“Bozzoli esperienze artistiche partecipate in Villa Burba” è un progetto di Caminante | Teatro selvaggio, Consorzio CoopeRho AltoMilanese, WHYNOT, con coordinamento territoriale del Comune di Rho, che vuole promuovere la partecipazione della comunità rhodense a esperienze artistiche e culturali (teatro, danza, canto, musica).
Obiettivo è favorire il rafforzamento di un’identità comunitaria, la costruzione di relazioni significative e l’aumento della fruizione culturale, con particolare attenzione ai giovani e alle giovani. Il progetto è finanziato dal Bando Cultura 2025 di Fondazione Comunitaria Nord Milano.
Villa Burba, luogo storico e punto di riferimento culturale per la città, accoglierà un palinsesto di iniziative capaci di proporre contenuti stimolanti e di valore e, allo stesso tempo, accessibili e inclusivi. Sarà spazio di relazione grazie a esperienze pensate appositamente per dialogare con l’ambiente e con chi lo abita.
Volontari e volontarie, già attivati grazie alla call lanciata nel mese scorso e sostenuta dal Comune di Rho, rappresentano un valore aggiunto: non solo offrono supporto organizzativo, ma sono elemento fondamentale per co-progettare e co-gestire le azioni e per rendere protagonista la comunità.

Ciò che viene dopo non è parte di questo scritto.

//! Poll record and tally types.

use chrono::{DateTime, Utc};
use serde::{Deserialize, Serialize};
use std::fmt;

/// A pending point-award vote, keyed by the platform message that carries it.
#[derive(Debug, Clone, PartialEq, Eq, Serialize, Deserialize)]
#[serde(rename_all = "camelCase")]
pub struct PollRecord {
    /// Platform-assigned id of the poll message. Unique within the registry.
    pub message_id: String,
    /// Channel holding the poll message.
    pub channel_id: String,
    /// Participant who gains (or loses) points if the poll passes.
    pub beneficiary_id: String,
    /// Participant who proposed the poll, if known. Stored as `null` when
    /// unknown.
    #[serde(default)]
    pub creator_id: Option<String>,
    /// Signed, non-zero point change applied on pass.
    pub point_delta: i64,
    /// Free-text justification.
    pub reason: String,
    /// Deadline after which the poll is concluded.
    pub expires_at: DateTime<Utc>,
}

impl PollRecord {
    /// Returns `true` once `now` has reached the deadline.
    #[must_use]
    pub fn is_expired_at(&self, now: DateTime<Utc>) -> bool {
        now >= self.expires_at
    }

    /// Time left until the deadline, zero when already expired.
    #[must_use]
    pub fn remaining_at(&self, now: DateTime<Utc>) -> std::time::Duration {
        (self.expires_at - now).to_std().unwrap_or_default()
    }
}

/// Vote counts for one poll, with the bot's own reactions already removed.
#[derive(Debug, Clone, Copy, Default, PartialEq, Eq)]
pub struct Tally {
    pub approvals: usize,
    pub rejections: usize,
}

impl Tally {
    /// A poll passes only on a strict approval majority. Ties fail.
    #[must_use]
    pub fn passed(&self) -> bool {
        self.approvals > self.rejections
    }
}

impl fmt::Display for Tally {
    fn fmt(&self, f: &mut fmt::Formatter<'_>) -> fmt::Result {
        write!(f, "{} for, {} against", self.approvals, self.rejections)
    }
}

/// Result of concluding a poll.
#[derive(Debug, Clone, PartialEq, Eq)]
pub struct PollOutcome {
    /// The concluded poll.
    pub record: PollRecord,
    /// Counted votes.
    pub tally: Tally,
    /// Beneficiary balance after crediting; `None` when the poll failed.
    pub new_balance: Option<i64>,
}

impl PollOutcome {
    /// Whether the points were awarded.
    #[must_use]
    pub fn passed(&self) -> bool {
        self.tally.passed()
    }

    /// Human-readable announcement for the poll's channel.
    #[must_use]
    pub fn summary(&self) -> String {
        let points = format_delta(self.record.point_delta);
        match self.new_balance {
            Some(balance) => format!(
                "Poll passed ({}). <@{}> receives {points} points for \"{}\" and now has {balance}.",
                self.tally, self.record.beneficiary_id, self.record.reason
            ),
            None => format!(
                "Poll failed ({}). <@{}> does not receive {points} points for \"{}\".",
                self.tally, self.record.beneficiary_id, self.record.reason
            ),
        }
    }
}

/// Render a delta with an explicit sign, e.g. `+3` or `-2`.
#[must_use]
pub fn format_delta(delta: i64) -> String {
    if delta > 0 {
        format!("+{delta}")
    } else {
        delta.to_string()
    }
}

La prima azione progettuale “Bozzoli mini-festival di arti performative” avrà luogo il 12-13-14 settembre a Villa Burba, prendendo spunto dalla prima edizione pilota del 2024. Prenderà poi vita “Bozzoli EXTRA”, un palinsesto di eventi costruito insieme alla cittadinanza e ai gruppi formali e informali del territorio.
“Bozzoli mini-festival di arti performative” vede la direzione artistica e l’organizzazione di Caminante | Teatro selvaggio e WHYNOT in collaborazione con il Comune di Rho e propone eventi di teatrodanza, danza ed happening teatrale. Sono previste le perfomance Lingua di Chiara Ameglio, LUCCIOLE-esito del percorso formativo Borgata Pasolini della compagnia Sanpapiè e Good vibes only di Francesca Santamaria, e le esibizioni degli artisti under 30 selezionati tramite una call giovani. Ogni performance sarà seguita da un talk con gli artisti, in cui il pubblico avrà modo di porre domande e aprire spazi di riflessione, per “creare un dialogo artista-pubblico che possa permettere un approfondimento dei temi emersi, indagare la percezione di quanto esperito, consentire una fruizione culturale e una co-costruzione di uno sguardo artistico”, come spiegano gli organizzatori.
Completano il programma i momenti conviviali che accoglieranno pubblico, performer e organizzatori in ogni giornata e la Silent Disco nella serata del 13 settembre, ospitata nella suggestiva Sala del Camino di Villa Burba.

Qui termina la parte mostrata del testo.